Wednesday, May 22, 2024

The Next Issue of North & South Should Have Another Article I've Written: "Confederate Command Chaos on June 22, 1864"

The next issue of North & South Magazine should have another article from me.  This article is entitled Confederate Command Chaos on June 22, 1864.  It comes from my new book, Grant Lays Siege to Lee:  Petersburg, June 18-July 1, 1864, which covers the battle of Jerusalem Plank Road and the closely related Wilson-Kautz Raid.  The Federals suffered a disastrous defeat at Jerusalem Plank Road on June 22, 1864.  Three Confederate brigades routed three Unionist divisions.  The damage could have proved much worse that day had not chaos prevailed among the Secessionist commanders.  Lieutenant General A. P. Hill, whom the late Ed Bearss once called "the personification of the Peter Principle in the Army of Northern Virginia" was responsible for the confusion.
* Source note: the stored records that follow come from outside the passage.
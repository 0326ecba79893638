//! In-memory profile repository for tests.

use async_trait::async_trait;
use std::collections::HashMap;
use std::sync::{Arc, RwLock};

use crate::identity::{
    domain::{Profile, ProfileId, UserId},
    ports::{ProfileRepository, ProfileRepositoryError, ProfileRepositoryResult},
};

/// Thread-safe in-memory profile repository.
#[derive(Debug, Clone, Default)]
pub struct InMemoryProfileRepository {
    state: Arc<RwLock<InMemoryProfileState>>,
}

#[derive(Debug, Default)]
struct InMemoryProfileState {
    profiles: HashMap<ProfileId, Profile>,
    user_index: HashMap<UserId, ProfileId>,
}

impl InMemoryProfileRepository {
    /// Creates an empty in-memory profile repository.
    #[must_use]
    pub fn new() -> Self {
        Self::default()
    }
}

fn lock_error(err: impl ToString) -> ProfileRepositoryError {
    ProfileRepositoryError::persistence(std::io::Error::other(err.to_string()))
}

#[async_trait]
impl ProfileRepository for InMemoryProfileRepository {
    async fn store(&self, profile: &Profile) -> ProfileRepositoryResult<()> {
        let mut state = self.state.write().map_err(lock_error)?;
        if state.user_index.contains_key(&profile.user_id()) {
            return Err(ProfileRepositoryError::DuplicateProfile(profile.user_id()));
        }
        state.user_index.insert(profile.user_id(), profile.id());
        state.profiles.insert(profile.id(), profile.clone());
        Ok(())
    }

    async fn update(&self, profile: &Profile) -> ProfileRepositoryResult<()> {
        let mut state = self.state.write().map_err(lock_error)?;
        if !state.profiles.contains_key(&profile.id()) {
            return Err(ProfileRepositoryError::NotFound(profile.id()));
        }
        state.profiles.insert(profile.id(), profile.clone());
        Ok(())
    }

    async fn find_by_id(&self, id: ProfileId) -> ProfileRepositoryResult<Option<Profile>> {
        let state = self.state.read().map_err(lock_error)?;
        Ok(state.profiles.get(&id).cloned())
    }

    async fn find_by_user(&self, user_id: UserId) -> ProfileRepositoryResult<Option<Profile>> {
        let state = self.state.read().map_err(lock_error)?;
        let profile = state
            .user_index
            .get(&user_id)
            .and_then(|profile_id| state.profiles.get(profile_id))
            .cloned();
        Ok(profile)
    }

    async fn list(&self) -> ProfileRepositoryResult<Vec<Profile>> {
        let state = self.state.read().map_err(lock_error)?;
        let mut profiles: Vec<Profile> = state.profiles.values().cloned().collect();
        profiles.sort_by_key(|profile| std::cmp::Reverse(profile.created_at()));
        Ok(profiles)
    }
}
//! In-memory attachment repository for lifecycle tests.

use async_trait::async_trait;
use std::sync::{Arc, RwLock};

use crate::task::{
    domain::{Attachment, TaskId},
    ports::{AttachmentRepository, AttachmentRepositoryError, AttachmentRepositoryResult},
};

/// Thread-safe in-memory attachment repository.
///
/// Records are kept in insertion order, which doubles as upload order.
#[derive(Debug, Clone, Default)]
pub struct InMemoryAttachmentRepository {
    state: Arc<RwLock<Vec<Attachment>>>,
}

impl InMemoryAttachmentRepository {
    /// Creates an empty in-memory repository.
    #[must_use]
    pub fn new() -> Self {
        Self::default()
    }
}

fn lock_error(err: impl ToString) -> AttachmentRepositoryError {
    AttachmentRepositoryError::persistence(std::io::Error::other(err.to_string()))
}

#[async_trait]
impl AttachmentRepository for InMemoryAttachmentRepository {
    async fn store(&self, attachment: &Attachment) -> AttachmentRepositoryResult<()> {
        let mut state = self.state.write().map_err(lock_error)?;
        if state.iter().any(|stored| stored.id() == attachment.id()) {
            return Err(AttachmentRepositoryError::DuplicateAttachment(
                attachment.id(),
            ));
        }
        state.push(attachment.clone());
        Ok(())
    }

    async fn list_by_task(&self, task_id: TaskId) -> AttachmentRepositoryResult<Vec<Attachment>> {
        let state = self.state.read().map_err(lock_error)?;
        Ok(state
            .iter()
            .filter(|stored| stored.task_id() == task_id)
            .cloned()
            .collect())
    }

    async fn delete_by_task(&self, task_id: TaskId) -> AttachmentRepositoryResult<()> {
        let mut state = self.state.write().map_err(lock_error)?;
        state.retain(|stored| stored.task_id() != task_id);
        Ok(())
    }
}
//! Identity management: user accounts, profiles, and registration.
//!
//! The identity store itself (credential storage and verification) is an
//! external collaborator reached through a port; this module owns the
//! domain invariants around accounts and the registration workflow,
//! including the one-profile-per-user guarantee. The module follows
//! hexagonal architecture:
//!
//! - Domain types in [`domain`]
//! - Port contracts in [`ports`]
//! - Adapter implementations in [`adapters`]
//! - Orchestration services in [`services`]
//! - Read-side representations in [`views`]

pub mod adapters;
pub mod domain;
pub mod ports;
pub mod services;
pub mod views;

#[cfg(test)]
mod tests;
Lt. Gen. A. P. Hill (National Archives)

This will be the third issue in a row of North & South that contains one of my articles.  The current issue (Series II, Vol. 4, No. 2) contains William Crawford Smith:  From C.S.A. Private to U.S.A. Colonel.  Smith was the last color bearer of the 12th Virginia Infantry and his picture graces the cover of my last book, The Petersburg Regiment in the Civil War:  A History of the 12th Virginia Infantry from John Brown's Hanging to Appomattox, 1859-1865 (Savas Beatie, 2019) (winner of the 2019 Army Historical Foundation Distinguished Writing Award for Unit History).  

Born and reared in Petersburg, Smith moved to Nashville, Tennessee before the war and began a career as an architect.  When war came, he returned to Petersburg and joined the Petersburg Regiment.  After the war, he returned to Nashville and resumed his career as an architect, designing many private and public buildings, including a replica of the Parthenon for Tennessee's Centennial in 1897.  (My wife and I visited his Parthenon on May 9 while we attended a legal conference in Nashville.)  In 1898 he became colonel of the 1st Tennessee Infantry, U. S. Volunteers and died of heat stroke outside Manila in the Philippines in 1899.
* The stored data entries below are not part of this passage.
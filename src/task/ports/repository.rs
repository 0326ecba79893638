//! Repository ports for task, category, and attachment persistence.

use crate::identity::domain::UserId;
use crate::task::domain::{
    Attachment, AttachmentId, Category, CategoryId, CategoryName, Task, TaskId,
};
use async_trait::async_trait;
use std::sync::Arc;
use thiserror::Error;

/// Result type for task repository operations.
pub type TaskRepositoryResult<T> = Result<T, TaskRepositoryError>;

/// Task persistence contract.
///
/// A stored task includes its assigned-user set; `store` and `update`
/// persist the whole aggregate.
#[async_trait]
pub trait TaskRepository: Send + Sync {
    /// Stores a new task with its assignment set.
    ///
    /// # Errors
    ///
    /// Returns [`TaskRepositoryError::DuplicateTask`] when the task ID
    /// already exists.
    async fn store(&self, task: &Task) -> TaskRepositoryResult<()>;

    /// Persists changes to an existing task, reconciling the assignment
    /// set to exactly the aggregate's members.
    ///
    /// # Errors
    ///
    /// Returns [`TaskRepositoryError::NotFound`] when the task does not
    /// exist.
    async fn update(&self, task: &Task) -> TaskRepositoryResult<()>;

    /// Removes a task and its assignment rows.
    ///
    /// # Errors
    ///
    /// Returns [`TaskRepositoryError::NotFound`] when the task does not
    /// exist.
    async fn delete(&self, id: TaskId) -> TaskRepositoryResult<()>;

    /// Finds a task by identifier.
    ///
    /// Returns `None` when the task does not exist.
    async fn find_by_id(&self, id: TaskId) -> TaskRepositoryResult<Option<Task>>;

    /// Returns all tasks in listing order (due date descending with
    /// undated tasks last, priority high to low, then status).
    async fn list(&self) -> TaskRepositoryResult<Vec<Task>>;

    /// Clears the category reference on every task pointing at the given
    /// category.
    async fn detach_category(&self, category_id: CategoryId) -> TaskRepositoryResult<()>;

    /// Clears the creator reference on every task created by the given
    /// user.
    async fn clear_creator(&self, user_id: UserId) -> TaskRepositoryResult<()>;
}

/// Errors returned by task repository implementations.
#[derive(Debug, Clone, Error)]
pub enum TaskRepositoryError {
    /// A task with the same identifier already exists.
    #[error("duplicate task identifier: {0}")]
    DuplicateTask(TaskId),

    /// The task was not found.
    #[error("task not found: {0}")]
    NotFound(TaskId),

    /// Persistence-layer failure.
    #[error("persistence error: {0}")]
    Persistence(Arc<dyn std::error::Error + Send + Sync>),
}

impl TaskRepositoryError {
    /// Wraps a persistence error.
    pub fn persistence(err: impl std::error::Error + Send + Sync + 'static) -> Self {
        Self::Persistence(Arc::new(err))
    }
}

/// Result type for category repository operations.
pub type CategoryRepositoryResult<T> = Result<T, CategoryRepositoryError>;

/// Category persistence contract.
///
/// The name is unique; `get_or_create` must be atomic with respect to that
/// constraint so repeated initialization cannot produce duplicates.
#[async_trait]
pub trait CategoryRepository: Send + Sync {
    /// Returns the category with the given name, creating it when absent.
    ///
    /// The boolean is `true` when a new row was created.
    async fn get_or_create(&self, name: &CategoryName)
    -> CategoryRepositoryResult<(Category, bool)>;

    /// Finds a category by identifier.
    ///
    /// Returns `None` when the category does not exist.
    async fn find_by_id(&self, id: CategoryId) -> CategoryRepositoryResult<Option<Category>>;

    /// Finds a category by unique name.
    ///
    /// Returns `None` when no category holds the name.
    async fn find_by_name(&self, name: &CategoryName) -> CategoryRepositoryResult<Option<Category>>;

    /// Returns all categories ordered by name.
    async fn list(&self) -> CategoryRepositoryResult<Vec<Category>>;

    /// Removes a category.
    ///
    /// Callers detach the category from tasks first; the repository only
    /// removes the row.
    ///
    /// # Errors
    ///
    /// Returns [`CategoryRepositoryError::NotFound`] when the category does
    /// not exist.
    async fn delete(&self, id: CategoryId) -> CategoryRepositoryResult<()>;
}

/// Errors returned by category repository implementations.
#[derive(Debug, Clone, Error)]
pub enum CategoryRepositoryError {
    /// The category was not found.
    #[error("category not found: {0}")]
    NotFound(CategoryId),

    /// Persistence-layer failure.
    #[error("persistence error: {0}")]
    Persistence(Arc<dyn std::error::Error + Send + Sync>),
}

impl CategoryRepositoryError {
    /// Wraps a persistence error.
    pub fn persistence(err: impl std::error::Error + Send + Sync + 'static) -> Self {
        Self::Persistence(Arc::new(err))
    }
}

/// Result type for attachment repository operations.
pub type AttachmentRepositoryResult<T> = Result<T, AttachmentRepositoryError>;

/// Attachment persistence contract.
#[async_trait]
pub trait AttachmentRepository: Send + Sync {
    /// Stores a new attachment record.
    ///
    /// # Errors
    ///
    /// Returns [`AttachmentRepositoryError::DuplicateAttachment`] when the
    /// attachment ID already exists.
    async fn store(&self, attachment: &Attachment) -> AttachmentRepositoryResult<()>;

    /// Returns a task's attachments in upload order.
    async fn list_by_task(&self, task_id: TaskId) -> AttachmentRepositoryResult<Vec<Attachment>>;

    /// Removes every attachment owned by the given task.
    async fn delete_by_task(&self, task_id: TaskId) -> AttachmentRepositoryResult<()>;
}

/// Errors returned by attachment repository implementations.
#[derive(Debug, Clone, Error)]
pub enum AttachmentRepositoryError {
    /// An attachment with the same identifier already exists.
    #[error("duplicate attachment identifier: {0}")]
    DuplicateAttachment(AttachmentId),

    /// Persistence-layer failure.
    #[error("persistence error: {0}")]
    Persistence(Arc<dyn std::error::Error + Send + Sync>),
}

impl AttachmentRepositoryError {
    /// Wraps a persistence error.
    pub fn persistence(err: impl std::error::Error + Send + Sync + 'static) -> Self {
        Self::Persistence(Arc::new(err))
    }
}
The issue of North & South (Series II, Vol. 4, No. 1) before that included my article about Victor Jean-Baptiste Girardey, A Most Remarkable Officer.  Born in Alsace, Girardey became an outstanding staff officer who plays a role in my coming article Confederate Command Chaos on June 22, 1864 as well as in the book from which the article comes, Grant Lays Siege to Lee:  Petersburg, June 18-July 1, 1864, where he also led Mahone's Florida Brigade to cut off and capture more than 400 Vermonters.  Afterward he earned a promotion from captain to brigadier general by perfectly timing the charge of the Virginia Brigade of Mahone's division at the battle of the Crater on July 30, 1864.  His death at Fussell's Mill on August 16, 1864, is described in another of my books, The Siege of Petersburg:  The Battles for the Weldon Railroad, August 1864 (Savas Beatie, 2015).


The picture on the cover is from a Keith Rocco painting that depicts the charge of the 39th Illinois at Fussell's Mill on the north side of James River on August 16, 1864.  It was in this charge that Girardey was killed by an Ohio sharpshooter in the same brigade as the 39th Illinois.  The picture hangs in the Tinley Park (IL) Historical Society, a few blocks down the street from my main law office.  Company G of the 39th, "the Preacher's Company," was recruited in Tinley Park (then called New Bremen).  The company included Pvt. Henry Hardenbergh, who carried the flag of the 39th in the charge at Fussell's Mill.  Wounded as the regiment and its brigade broke through the line of Georgians Girardey commanded, Hardenbergh picked himself up and ran along the enemy line to the left, where he killed an Alabama color bearer and captured his flag.  Hardenbergh thus earned a Medal of Honor and a battlefield promotion.  He received them posthumously after his death on the Bermuda Hundred Lines a few days later.  Now he lies in Poplar Grove National Cemetery about six miles south of Petersburg, just west of the Weldon Railroad which his efforts helped Federal forces sever on August 18, 1864.